POSITIVE: 0.9919237494468689
NEGATIVE: 0.008076261729001999

Note that this example uses very simple training data and number of iterations, so the performance of the classifier may not be very high. In practice, you need larger training datasets and more iterations for better performance.

5. Information Extraction

import spacy

nlp = spacy.load("en_core_web_sm")

text = "Apple Inc. is an American multinational technology company headquartered in Cupertino, California."
doc = nlp(text)

# 提取公司名和总部所在地
for ent in doc.ents:
    if ent.label_ == "ORG":
        org = ent.text
    elif ent.label_ == "GPE":
        location = ent.text

print(f"{
      
      org} is located in {
      
      location}.")

6. Train a custom model

Refer to the training custom model guide in the official spaCy documentation .

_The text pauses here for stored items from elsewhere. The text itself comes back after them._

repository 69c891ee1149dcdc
// SPDX-License-Identifier: MIT
// Copyright 2026 Roland Dreier <roland@rolandd.dev>

//! Middleware modules (authentication, security, etc.).

pub mod auth;
pub mod security;

pub use auth::require_auth;
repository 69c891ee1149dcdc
//! Chat routes: anonymous and signed-in conversations with Eliza.

use axum::{extract::State, routing::post, Extension, Json, Router};
use serde::{Deserialize, Serialize};
use std::sync::Arc;
#[cfg(feature = "binding-generation")]
use ts_rs::TS;

use crate::error::{AppError, Result};
use crate::middleware::auth::AuthUser;
use crate::models::{ChatMessage, Language};
use crate::services::quota::Consumption;
use crate::AppState;

/// Anonymous chat; quota is tracked by the client.
pub fn public_routes() -> Router<Arc<AppState>> {
    Router::new().route("/chat", post(anonymous_chat))
}

/// Signed-in chat with persisted history and server-side quota.
pub fn protected_routes() -> Router<Arc<AppState>> {
    Router::new().route("/api/chat", post(user_chat))
}

#[derive(Deserialize)]
pub struct ChatRequest {
    pub message: String,
    #[serde(default)]
    pub language: Language,
}

#[derive(Serialize)]
#[cfg_attr(feature = "binding-generation", derive(TS))]
#[cfg_attr(
    feature = "binding-generation",
    ts(export, export_to = "web/src/lib/generated/")
)]
pub struct ChatResponse {
    pub success: bool,
    pub message: String,
    #[serde(skip_serializing_if = "Option::is_none")]
    pub free_messages: Option<u32>,
}

/// The message as typed; whitespace only counts for the emptiness check.
fn require_message(request: &ChatRequest) -> Result<&str> {
    if request.message.trim().is_empty() {
        return Err(AppError::BadRequest("Message must not be empty".to_string()));
    }
    Ok(&request.message)
}

/// Ask the model, turning failures into the apology reply.
async fn ask_eliza(state: &AppState, message: &str, language: Language) -> (bool, String) {
    match state.llm.reply(message).await {
        Ok(reply) => (true, reply),
        Err(e) => {
            tracing::error!(error = %e, language = language.tag(), "Chat completion failed");
            (false, language.apology().to_string())
        }
    }
}

async fn anonymous_chat(
    State(state): State<Arc<AppState>>,
    Json(request): Json<ChatRequest>,
) -> Result<Json<ChatResponse>> {
    let message = require_message(&request)?;
    let (success, reply) = ask_eliza(&state, message, request.language).await;

    Ok(Json(ChatResponse {
        success,
        message: reply,
        free_messages: None,
    }))
}

/// One exchange for a signed-in user.
///
/// A free message is taken before the model is called. Taking the last one
/// blocks the send and asks the user to upgrade.
async fn user_chat(
    State(state): State<Arc<AppState>>,
    Extension(user): Extension<AuthUser>,
    Json(request): Json<ChatRequest>,
) -> Result<Json<ChatResponse>> {
    let message = require_message(&request)?;

    let plan = state.db.consume_free_message(&user.uid).await?;
    let remaining = match plan.outcome {
        Consumption::Sent { remaining } => remaining,
        Consumption::LastMessageUsed => {
            tracing::info!(uid = %user.uid, "Last free message used");
            return Err(AppError::QuotaExhausted(
                "Last free message used; upgrade to keep chatting".to_string(),
            ));
        }
        Consumption::Exhausted => {
            return Err(AppError::QuotaExhausted(
                "No free messages left this month".to_string(),
            ));
        }
    };

    let (success, reply) = ask_eliza(&state, message, request.language).await;

    if success {
        let stored = state
            .db
            .save_chat_message(&user.uid, &ChatMessage::new(message, reply.as_str()))
            .await?;
        tracing::debug!(uid = %user.uid, message_id = ?stored.id, "Chat exchange saved");
    }

    Ok(Json(ChatResponse {
        success,
        message: reply,
        free_messages: Some(remaining),
    }))
}
// SPDX-License-Identifier: MIT
// Copyright 2026 Roland Dreier <roland@rolandd.dev>

//! Psaich API Server
//!
//! Backend for the Eliza companion chat: sessions, quota, history and streaks.

use psaich_api::{
    config::Config,
    db::FirestoreDb,
    services::{ChatCompletionClient, FirebaseTokenVerifier},
    AppState,
};
use std::sync::Arc;
use tracing_subscriber::{layer::SubscriberExt, util::SubscriberInitExt};

#[tokio::main]
async fn main() -> anyhow::Result<()> {
    // Initialize structured JSON logging for GCP
    init_logging()?;

    // Load configuration from environment
    let config = Config::from_env()?;
    tracing::info!(port = config.port, model = %config.llm_model, "Starting Psaich API");

    // Initialize Firestore database
    let db = FirestoreDb::new(&config.gcp_project_id).await?;

    let llm = ChatCompletionClient::new(&config)?;
    let token_verifier = Arc::new(FirebaseTokenVerifier::new(&config)?);

    // Build shared state
    let state = Arc::new(AppState {
        config: config.clone(),
        db,
        llm,
        token_verifier,
    });

    // Build router
    let app = psaich_api::routes::create_router(state);

    // Start server
    let addr = format!("0.0.0.0:{}", config.port);
    let listener = tokio::net::TcpListener::bind(&addr).await?;
    tracing::info!(address = %addr, "Server listening");

    axum::serve(listener, app).await?;
    Ok(())
}

/// Initialize structured JSON logging (GCP-compliant).
fn init_logging() -> anyhow::Result<()> {
    let format = tracing_subscriber::fmt::layer()
        .json()
        .with_target(false)
        .with_current_span(true)
        .flatten_event(true);

    tracing_subscriber::registry()
        .with(
            tracing_subscriber::EnvFilter::from_default_env()
                .add_directive("psaich_api=debug".parse()?)
                .add_directive("info".parse()?),
        )
        .with(format)
        .init();

    Ok(())
}
//! Database layer (Firestore).

pub mod firestore;

pub use firestore::{ChatQueryCursor, FirestoreDb};

/// Collection names as constants.
pub mod collections {
    pub const USERS: &str = "users";
    /// Per-user sub-collection under `users/{uid}`
    pub const CHAT: &str = "chat";
}
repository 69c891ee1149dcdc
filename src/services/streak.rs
//! Consecutive-day streak rules.

use chrono::{DateTime, Utc};

const SECONDS_PER_DAY: i64 = 86_400;

/// Outcome of a streak check-in.
#[derive(Debug, Clone, Copy, PartialEq, Eq)]
pub enum StreakUpdate {
    /// Same day as the last login; nothing is written.
    Unchanged(u32),
    /// New streak value; `lastLogin` is stamped along with it.
    Set(u32),
}

impl StreakUpdate {
    pub fn streak(self) -> u32 {
        match self {
            StreakUpdate::Unchanged(streak) | StreakUpdate::Set(streak) => streak,
        }
    }
}

/// Whole days elapsed, rounded down (negative gaps round away from zero).
pub fn whole_days_between(earlier: DateTime<Utc>, later: DateTime<Utc>) -> i64 {
    (later - earlier).num_seconds().div_euclid(SECONDS_PER_DAY)
}

/// Compute the streak after a check-in at `now`.
pub fn next_streak(
    last_login: Option<DateTime<Utc>>,
    current: Option<u32>,
    now: DateTime<Utc>,
) -> StreakUpdate {
    let Some(last_login) = last_login else {
        return StreakUpdate::Set(1);
    };

    let current = current.unwrap_or(0);
    match whole_days_between(last_login, now) {
        0 => StreakUpdate::Unchanged(current),
        1 => StreakUpdate::Set(current + 1),
        _ => StreakUpdate::Set(1),
    }
}
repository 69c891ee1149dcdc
// SPDX-License-Identifier: MIT
// Copyright 2026 Roland Dreier <roland@rolandd.dev>

//! Services module - business logic layer.

pub mod firebase_auth;
pub mod history;
pub mod llm;
pub mod quota;
pub mod speech;
pub mod streak;

pub use firebase_auth::{FirebaseTokenVerifier, OidcError};
pub use llm::ChatCompletionClient;
pub use speech::{NoopSpeech, SpeechOutput, SpeechSettings, Voice};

7. Comparison of spaCy with other NLP libraries

spaCy vs. NLTK: NLTK is a powerful NLP library, but spaCy is more performant and easier to integrate into a production environment.
spaCy and TextBlob: TextBlob provides some basic NLP functionality, but spaCy is more focused on high-performance and production-grade applications.
spaCy vs. Gensim: Gensim is mainly used for topic modeling and document similarity analysis, while spaCy provides a wider range of NLP functions.

8. Summary

spaCy is a high-performance, easy-to-use natural language processing library that can handle multiple languages, providing many pre-trained models and extensible functions. This article introduces the basic functions and applications of spaCy, and shows how to use spaCy for various NLP tasks through practical code examples.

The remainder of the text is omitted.